**PROBLEM STATEMENT:**
Only one stretch of the data is wanted: the line containing "self.fail.store(fail, Ordering::SeqCst);", the line containing "in request order", and every line between them, copied exactly.

(RECORDS PROVIDED Opens)

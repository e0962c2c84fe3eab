#![allow(dead_code)]

use async_trait::async_trait;
use std::collections::HashMap;
use std::sync::atomic::{AtomicBool, AtomicU64, AtomicUsize, Ordering};
use std::sync::{Arc, Mutex};
use std::time::Duration;
use tokio_util::sync::CancellationToken;

use eth_block_scanner::blockchain::{parse_hex_quantity, to_hex_quantity, BlockParser, NodeClient};
use eth_block_scanner::error::{Result, RpcError};
use eth_block_scanner::models::{Block, Transaction};
use eth_block_scanner::storage::{InMemorySubscriptions, InMemoryTransactionHistory};

/// In-memory chain standing in for an Ethereum node
#[derive(Default)]
pub struct MockNode {
    latest: AtomicU64,
    blocks: Mutex<HashMap<u64, Vec<Transaction>>>,
    missing: Mutex<Vec<u64>>,
    fail: AtomicBool,
    delay: Mutex<Option<Duration>>,
    block_number_calls: AtomicUsize,
    fetched: Mutex<Vec<u64>>,
    cancel_at: Mutex<Option<(u64, CancellationToken)>>,
}

impl MockNode {
    pub fn new(latest: u64) -> Arc<Self> {
        let node = Self::default();
        node.latest.store(latest, Ordering::SeqCst);
        Arc::new(node)
    }

    pub fn set_latest(&self, latest: u64) {
        self.latest.store(latest, Ordering::SeqCst);
    }

    pub fn add_transaction(&self, block_number: u64, tx: Transaction) {
        self.blocks.lock().unwrap().entry(block_number).or_default().push(tx);
    }

    /// Make `eth_getBlockByNumber` answer `null` for this block
    pub fn drop_block(&self, block_number: u64) {
        self.missing.lock().unwrap().push(block_number);
    }

    /// Serve a block previously hidden by `drop_block`
    pub fn restore_block(&self, block_number: u64) {
        self.missing.lock().unwrap().retain(|number| *number != block_number);
    }

    /// Fire `token` once `block_number` has been served
    pub fn cancel_when_fetched(&self, block_number: u64, token: CancellationToken) {
        *self.cancel_at.lock().unwrap() = Some((block_number, token));
    }

    /// Fail every call with a connection error while set
    pub fn set_failing(&self, fail: bool) {
        self.fail.store(fail, Ordering::SeqCst);
    }

    pub fn set_delay(&self, delay: Duration) {
        *self.delay.lock().unwrap() = Some(delay);
    }

    pub fn block_number_calls(&self) -> usize {
        self.block_number_calls.load(Ordering::SeqCst)
    }

    /// Block numbers requested so far, in request order
    pub fn fetched_blocks(&self) -> Vec<u64> {
        self.fetched.lock().unwrap().clone()
    }

    async fn simulate_latency(&self) -> Result<()> {
        let delay = *self.delay.lock().unwrap();
        if let Some(delay) = delay {
            tokio::time::sleep(delay).await;
        }
        if self.fail.load(Ordering::SeqCst) {
            return Err(RpcError::Connection("connection refused".to_string()).into());
        }
        Ok(())
    }
}

#[async_trait]
impl NodeClient for MockNode {
    async fn block_number(&self) -> Result<String> {
        self.block_number_calls.fetch_add(1, Ordering::SeqCst);
        self.simulate_latency().await?;
        Ok(to_hex_quantity(self.latest.load(Ordering::SeqCst)))
    }

    async fn block_by_number(
        &self,
        block: &str,
        _full_transactions: bool,
    ) -> Result<Option<Block>> {
        self.simulate_latency().await?;
        let number = parse_hex_quantity(block)?;
        self.fetched.lock().unwrap().push(number);

        if let Some((at, token)) = self.cancel_at.lock().unwrap().as_ref() {
            if *at == number {
                token.cancel();
            }
        }

        if self.missing.lock().unwrap().contains(&number) {
            return Ok(None);
        }

        let transactions = self.blocks.lock().unwrap().get(&number).cloned().unwrap_or_default();
        Ok(Some(Block {
            number: block.to_string(),
            hash: format!("0x{:064x}", number),
            parent_hash: None,
            timestamp: None,
            transactions,
            other: Default::default(),
        }))
    }
}

/// Parser wired to `node` with fresh in-memory stores
pub struct Harness {
    pub node: Arc<MockNode>,
    pub history: Arc<InMemoryTransactionHistory>,
    pub subscriptions: Arc<InMemorySubscriptions>,
    pub parser: Arc<BlockParser>,
}

impl Harness {
    pub fn new(node: Arc<MockNode>) -> Self {
        let history = Arc::new(InMemoryTransactionHistory::new());
        let subscriptions = Arc::new(InMemorySubscriptions::new());
        let parser = Arc::new(BlockParser::new(
            node.clone(),
            history.clone(),
            subscriptions.clone(),
        ));
        Self {
            node,
            history,
            subscriptions,
            parser,
        }
    }
}

pub fn transfer(hash: &str, from: &str, to: &str) -> Transaction {
    Transaction::new(hash, from, Some(to))
}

(RECORDS PROVIDED Closes)

**SOLUTION FOR THIS TASK:**
        self.fail.store(fail, Ordering::SeqCst);
    }

    pub fn set_delay(&self, delay: Duration) {
        *self.delay.lock().unwrap() = Some(delay);
    }

    pub fn block_number_calls(&self) -> usize {
        self.block_number_calls.load(Ordering::SeqCst)
    }

    /// Block numbers requested so far, in request order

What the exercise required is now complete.